** Opening Recorded information block **
//! Layout Engine - Region registry and layer computation.
//!
//! The engine manages the core data structures:
//! - Registry: ordered region ids, reactive inputs, derived geometry
//! - RegionSlots: one Slot per region input, bound to the caller's props
//! - Layers: pure functions turning input snapshots into offsets
//!
//! # Architecture
//!
//! Regions are NOT positioned by a tree walk. They are entries in an ordered
//! list, and each one consumes space on one edge:
//!
//! ```text
//! order 0: bar     (top,  64)  → sees { top: 0,  left: 0 }
//! order 0: drawer  (left, 256) → sees { top: 64, left: 0 }
//! main                         → padding { top: 64, left: 256 }
//! ```

mod layers;
mod region;
mod registry;
mod uid;

pub use layers::*;
pub use region::RegionSlots;
pub use registry::*;
pub use uid::generate_layout_item_id;
//! Layout errors.
//!
//! Everything here is a programming or configuration mistake on the caller's
//! side. There is no I/O in the layout engine, so nothing is retried.

use thiserror::Error;

/// Errors reported by the layout registry and its handles.
///
/// `Clone + PartialEq` so a failure can travel through a `Derived` value.
#[derive(Debug, Clone, PartialEq, Error)]
pub enum LayoutError {
    /// A layout item or nested layout needed an enclosing registry and got none.
    #[error("could not find an enclosing layout for {0}")]
    MissingRegistry(&'static str),

    /// The id is already registered in this registry.
    #[error("layout item \"{0}\" is already registered")]
    DuplicateRegion(String),

    /// The id is registered but was never resolved into a computed item.
    #[error("layout item \"{0}\" is missing")]
    MissingLayoutItem(String),

    /// A size input is not a finite, non-negative number.
    #[error("invalid size {value:?} for layout item \"{id}\"")]
    InvalidSize { id: String, value: String },

    /// Unknown edge name.
    #[error("invalid layout position {0:?}, expected top, bottom, left or right")]
    InvalidPosition(String),

    /// Taffy failed to resolve the concrete frame.
    #[error("frame resolution failed: {0}")]
    Frame(String),
}

pub type Result<T> = std::result::Result<T, LayoutError>;
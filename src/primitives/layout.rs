//! Layout Primitive - The root of an edge layout.
//!
//! A layout owns one [`LayoutRegistry`]. Regions register with it through
//! [`use_layout_item`](super::use_layout_item); the content area reads
//! [`LayoutHandle::main_styles`] for its padding.
//!
//! Layouts nest: passing the enclosing registry as `parent` gives the new
//! layout its own coordinate space and a base z-index one tier lower.
//!
//! # Example
//!
//! ```ignore
//! use spark_layout::{create_layout, use_layout_item, LayoutProps, LayoutItemProps, Position};
//!
//! let layout = create_layout(LayoutProps::default(), None);
//!
//! let bar = use_layout_item(Some(layout.registry()), LayoutItemProps {
//!     position: Position::Top.into(),
//!     layout_size: 64u32.into(),
//!     ..Default::default()
//! })?;
//!
//! layout.mount();
//! assert_eq!(layout.main_styles().padding_top, 64.0);
//! ```

use crate::engine::LayoutRegistry;
use crate::error::{LayoutError, Result};
use crate::style::{LayoutStyles, MainStyles};
use crate::types::{ContentRect, LayoutClasses, LayoutItem};

use super::types::LayoutProps;

/// A created layout: its registry plus container presentation.
#[derive(Debug, Clone)]
pub struct LayoutHandle {
    registry: LayoutRegistry,
    full_height: bool,
}

/// Create a layout.
///
/// `parent` is the nearest enclosing layout's registry; `None` creates a root.
pub fn create_layout(props: LayoutProps, parent: Option<&LayoutRegistry>) -> LayoutHandle {
    LayoutHandle {
        registry: LayoutRegistry::new(props.overlaps, parent),
        full_height: props.full_height,
    }
}

/// Look up the enclosing registry for content that needs it.
pub fn use_layout(layout: Option<&LayoutRegistry>) -> Result<LayoutRegistry> {
    layout
        .cloned()
        .ok_or(LayoutError::MissingRegistry("use_layout"))
}

impl LayoutHandle {
    /// The registry to hand to regions and nested layouts.
    pub fn registry(&self) -> &LayoutRegistry {
        &self.registry
    }

    pub fn classes(&self) -> LayoutClasses {
        if self.full_height {
            LayoutClasses::LAYOUT | LayoutClasses::FULL_HEIGHT
        } else {
            LayoutClasses::LAYOUT
        }
    }

    pub fn class_names(&self) -> Vec<&'static str> {
        self.classes().class_names()
    }

    /// Container style: the base z-index of this layout.
    pub fn styles(&self) -> LayoutStyles {
        LayoutStyles {
            z_index: self.registry.root_z_index(),
        }
    }

    /// Mark the first measurement pass complete. Region styles gain sizes and
    /// margins from here on.
    pub fn mount(&self) {
        self.registry.mark_mounted();
    }

    pub fn is_mounted(&self) -> bool {
        self.registry.is_mounted()
    }

    pub fn main_styles(&self) -> MainStyles {
        self.registry.main_styles()
    }

    pub fn get_layout_item(&self, id: &str) -> Option<LayoutItem> {
        self.registry.get_layout_item(id)
    }

    pub fn items(&self) -> Vec<LayoutItem> {
        self.registry.items()
    }

    pub fn layout_rect(&self) -> Option<ContentRect> {
        self.registry.layout_rect()
    }

    pub fn set_layout_rect(&self, rect: Option<ContentRect>) {
        self.registry.set_layout_rect(rect);
    }
}
//! Concrete geometry - Frames for a known content rectangle.
//!
//! The registry works in offsets and style records. When the host knows the
//! size of the layout element, [`resolve_frame`] runs the records through
//! [Taffy](https://github.com/DioxusLabs/taffy) and returns concrete rects.
//!
//! # Example
//!
//! ```ignore
//! use spark_layout::layout::resolve_frame;
//!
//! let frame = resolve_frame(ContentRect::new(800.0, 600.0), &regions, &registry.main_styles())?;
//! let drawer = frame.region("drawer").unwrap();
//! ```

mod taffy_bridge;
mod types;

pub use taffy_bridge::resolve_frame;
pub use types::*;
** Closing Recorded information block **
● Exercise
From the records above, pull every line that carries the word "LayoutProps".

● Written reply
//! use spark_layout::{create_layout, use_layout_item, LayoutProps, LayoutItemProps, Position};
//! let layout = create_layout(LayoutProps::default(), None);
use super::types::LayoutProps;
pub fn create_layout(props: LayoutProps, parent: Option<&LayoutRegistry>) -> LayoutHandle {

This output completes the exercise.